Without agreeing German Professors Herbert Reindell (1908-1990) and Helmuth Roskamm (1933-2018), German athletics trainer Woldemar Gerschler (1904-1982),
Danish Professor Erik Howhü Christensen (1904-1996) and Russian Professor Nikolai Yakovlev (1902-1982) compaired the relative benefits of interval training with those of continuous training to increase cardiac stroke volume and endurance.
In the early 1960s, an Australian company built a rowing ergometer, with which the exercise capacity could be measured. It was a very large steel device with flywheels and leather straps for resistance. The American Harvard University and the Naval Academy purchased two each.
With these devices the output of a number of contenders was tested for the 1968 Olympics in Mexico and afterwards American Professor of Physiology Fritz Hagerman (1938-2013) used the device for the first aerobic tests on rowers. However, the rowing ergometers were humidity- and temperature-sensitive, so that the results could not be compared universally.
The fact that movement theory gained more and more scientific and medical credibility was demonstrated in 'Science and Medicine of Exercise and Sports' by Professor Warren R. Johnson (1921-1982) of the University of Maryland.
A pedometer from the 1960s, it was called the walk-a-matic.

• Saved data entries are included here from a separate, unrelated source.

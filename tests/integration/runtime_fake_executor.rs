// tests/integration/runtime_fake_executor.rs

use std::sync::{Arc, Mutex};

use tokio::sync::mpsc;
use tokio_util::sync::CancellationToken;

use assetdag::engine::{BuildSummary, RuntimeEvent, TaskStatus};
use assetdag_test_utils::builders::noop_graph;
use assetdag_test_utils::fake_executor::FakeExecutor;
use assetdag_test_utils::{init_tracing, with_timeout};

#[tokio::test]
async fn runtime_with_fake_executor_runs_simple_chain() {
    init_tracing();

    let graph = noop_graph(&[("A", &[]), ("B", &["A"])]);
    let (rt_tx, rt_rx) = mpsc::channel::<RuntimeEvent>(16);
    let executed = Arc::new(Mutex::new(Vec::new()));
    let executor = FakeExecutor::new(rt_tx, Arc::clone(&executed));

    let results = with_timeout(graph.run_with_executor(&[], CancellationToken::new(), rt_rx, executor))
        .await
        .unwrap();

    assert_eq!(*executed.lock().unwrap(), ["A", "B"]);
    assert_eq!(results.len(), 2);
    assert!(BuildSummary::new(results).is_success());
}

#[tokio::test]
async fn fake_failure_skips_transitive_dependents() {
    init_tracing();

    let graph = noop_graph(&[
        ("clean", &[]),
        ("scripts", &["clean"]),
        ("bundle", &["scripts"]),
        ("finalize", &["bundle"]),
        ("images", &["clean"]),
    ]);
    let (rt_tx, rt_rx) = mpsc::channel::<RuntimeEvent>(16);
    let executed = Arc::new(Mutex::new(Vec::new()));
    let executor = FakeExecutor::new(rt_tx, Arc::clone(&executed)).failing("scripts");

    let results = with_timeout(graph.run_with_executor(&[], CancellationToken::new(), rt_rx, executor))
        .await
        .unwrap();
    let summary = BuildSummary::new(results);

    let mut executed = executed.lock().unwrap().clone();
    executed.sort();
    assert_eq!(executed, ["clean", "images", "scripts"]);

    for task in ["bundle", "finalize"] {
        assert_eq!(
            summary.result_for(task).unwrap().status,
            TaskStatus::SkippedDueToDependencyFailure {
                failed_dependency: "scripts".to_string()
            },
            "{task}"
        );
    }
    assert!(summary.result_for("images").unwrap().is_success());
    assert!(summary
        .failure_lines()
        .contains(&"FAILED scripts: fake failure".to_string()));
}
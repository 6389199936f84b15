// src/engine/mod.rs

//! Execution engine for a single task-graph run.
//!
//! This module ties together:
//! - the DAG scheduler
//! - the runtime event loop that reacts to:
//!   - task completion events from the executor
//!   - cancellation of the run by the caller
//!
//! The pure core state machine lives in [`core`]; the async/IO shell is
//! implemented in [`runtime`]. Results are collected as [`BuildResult`]s.

use std::time::Duration;

use crate::dag::ActionReport;

pub use crate::types::TaskName;

/// Outcome of a task action for the scheduler.
#[derive(Debug, Clone, PartialEq, Eq)]
pub enum TaskOutcome {
    Success,
    /// The action failed; the string is a one-line reason for the summary.
    Failed(String),
    /// The action failed to update the output tree. Reported like `Failed`,
    /// and no further task of the run starts.
    Aborted(String),
}

/// Everything the executor reports about one finished task action.
#[derive(Debug, Clone)]
pub struct TaskCompletion {
    pub task: TaskName,
    pub outcome: TaskOutcome,
    pub duration: Duration,
    pub report: ActionReport,
}

impl TaskCompletion {
    /// Convenience for executors that have nothing to report beyond the outcome.
    pub fn bare(task: impl Into<TaskName>, outcome: TaskOutcome) -> Self {
        Self {
            task: task.into(),
            outcome,
            duration: Duration::ZERO,
            report: ActionReport::default(),
        }
    }
}

/// Events flowing into the runtime from the executor and the caller.
#[derive(Debug, Clone)]
pub enum RuntimeEvent {
    /// A task action finished.
    TaskCompleted(TaskCompletion),
    /// The caller asked for the run to stop starting new tasks.
    CancelRequested,
}

pub mod core;
pub mod event_handlers;
pub mod result;
pub mod runtime;

pub use core::CoreRuntime;
pub use event_handlers::{CoreCommand, CoreStep};
pub use result::{BuildResult, BuildSummary, TaskStatus};
pub use runtime::Runtime;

The external fixation of fractures was refined by American surgeons during the Vietnam War, but Russian Orthopedic Surgeon Gavril Abramovich Ilizarov (1921-1992) made an important contribution. To care for wounded Russian soldiers in Siberia with paralyzing disorders of unhealed, infected and malignant fractures, with the help of a local bicycle shop he designed external fixators which were tensioned like the spokes of a bicycle. With this equipment he achieved healing, rescheduling and extension. The Ilizarov device is still used today.